Chinese officials vow to cooperate with the U.S. government in stopping the supply of synthetic drug fentanyl that has been found to originate from China.
However, Liu Yuejin, deputy head of China's National Narcotics Commission, believed that for the United States to win its fight against the opioid crisis, U.S. officials should do more to cut America's demand for the illegal drug.
The statement from China's side was given as a response to an investigation that found fentanyl can be easily purchased online from illegal Chinese laboratories. Shipments of the illegal drugs happened through the mail.
China's Drug Control
Liu said that his country recognized that illicit drugs manufactured within are being illegally sold in the United States. However, China, so far, has no cases of synthetic fentanyl abuse or illegal trafficking of the said drugs.
Liu said China has already taken the steps to stop production and export of synthetic drugs. In fact, the country has placed fentanyl and other similar drugs under its list of controlled substances.

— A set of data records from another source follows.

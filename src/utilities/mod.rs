// src/utilities/mod.rs

pub mod interleave;

pub use interleave::interleave;
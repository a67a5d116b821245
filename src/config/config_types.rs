// src/config/config_types.rs
//
// Config types for the app

use serde::Deserialize;

#[derive(Debug, Clone, Deserialize)]
#[serde(default)]
pub struct WindowConfig {
    pub width: u32,
    pub height: u32,
}

impl Default for WindowConfig {
    fn default() -> Self {
        Self {
            width: 550,
            height: 550,
        }
    }
}

#[derive(Debug, Clone, Deserialize)]
#[serde(default)]
pub struct CanvasConfig {
    pub padding: f64,
}

impl Default for CanvasConfig {
    fn default() -> Self {
        Self { padding: 20.0 }
    }
}

#[derive(Debug, Clone, Copy, PartialEq, Eq, Deserialize)]
#[serde(rename_all = "lowercase")]
pub enum BezierKind {
    Cubic,
    Quadratic,
}

impl BezierKind {
    /// Control points needed to flush one segment, including the leading point.
    pub fn required_points(self) -> usize {
        match self {
            BezierKind::Cubic => 4,
            BezierKind::Quadratic => 3,
        }
    }
}

#[derive(Debug, Clone, Deserialize)]
#[serde(default)]
pub struct TessellationConfig {
    pub step_size: f64,
    pub bezier: BezierKind,
    /// Emit the `t = 1` sample for cubic curves. Quadratic curves always do.
    pub include_endpoint: bool,
}

impl Default for TessellationConfig {
    fn default() -> Self {
        Self {
            step_size: 0.5,
            bezier: BezierKind::Cubic,
            include_endpoint: false,
        }
    }
}

#[derive(Debug, Clone, Deserialize)]
#[serde(default)]
pub struct DrawingConfig {
    pub fill_shapes: bool,
    pub draw_boundary: bool,
    pub clip: bool,
    pub pen_width: Option<f32>,
    pub speed: u32,
}

impl Default for DrawingConfig {
    fn default() -> Self {
        Self {
            fill_shapes: false,
            draw_boundary: false,
            clip: true,
            pen_width: Some(1.0),
            speed: 0,
        }
    }
}

#[derive(Debug, Clone, Copy, PartialEq, Eq, Deserialize)]
#[serde(rename_all = "lowercase")]
pub enum TraversalMode {
    Sequential,
    Interleaved,
}

#[derive(Debug, Clone, Copy, PartialEq, Eq, Deserialize)]
#[serde(rename_all = "lowercase")]
pub enum InterleaveAlignment {
    Start,
    End,
}

#[derive(Debug, Clone, Deserialize)]
#[serde(default)]
pub struct TraversalConfig {
    pub mode: TraversalMode,
    pub alignment: InterleaveAlignment,
}

impl Default for TraversalConfig {
    fn default() -> Self {
        Self {
            mode: TraversalMode::Interleaved,
            alignment: InterleaveAlignment::Start,
        }
    }
}

#[derive(Debug, Clone, Copy, PartialEq, Eq, Deserialize)]
#[serde(rename_all = "lowercase")]
pub enum RefreshUnit {
    Path,
    Group,
}

#[derive(Debug, Clone, Deserialize)]
#[serde(default)]
pub struct RefreshConfig {
    pub unit: RefreshUnit,
    pub rate: usize,
}

impl Default for RefreshConfig {
    fn default() -> Self {
        Self {
            unit: RefreshUnit::Group,
            rate: 2000,
        }
    }
}

#[derive(Debug, Clone, Deserialize)]
#[serde(default)]
pub struct OutputConfig {
    pub directory: String,
    pub precision: usize,
}

impl Default for OutputConfig {
    fn default() -> Self {
        Self {
            directory: "out".to_string(),
            precision: 6,
        }
    }
}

Nevertheless, Liu said his country is willing to cooperate more with the United States regarding the matter.
"But I believe that to resolve this the more important issue is for the United States to strive to reduce and compress the great demand and drug consumption markets of opioids," Liu said.
China As Source Of Synthetic Fentanyl
Due to a policy loophole concerning the U.S. Postal Service, Americans were able to take orders from China over the internet and illegal laboratories can then make shipments to the United States.
The policy in question requires shipping companies, such as UPS and FedEx, to acquire advanced electronic data or AED on all its cargos. AED includes names and addresses of senders, as well as the recipients. More importantly, it includes information about the parcel's contents.
While the policy sounds an effective measure to obstruct shipments of illegal drugs, the U.S. Postal Service had been exempted from it due to potential conflicts with other countries' national postal systems.
The loophole in the policy has only been addressed on June 14 when the House approved a proposition to overhaul the international mailing system, ultimately salvaging the U.S. Postal Services from its marred reputation of being a drug courier.
Opioid Overdose Crisis
As of March 2018, statistical data from the National Institute on Drugs said that more than 115 people in the United States die after overdosing on opioids.
The opioid crisis has become a public health concern because aside from deaths, there has also been a rising number of neonatal abstinence syndrome or conditions where babies are exposed to drugs in the womb before birth. The increase in injected drugs use has also contributed to the spread of HIV, hepatitis C, and other infectious diseases.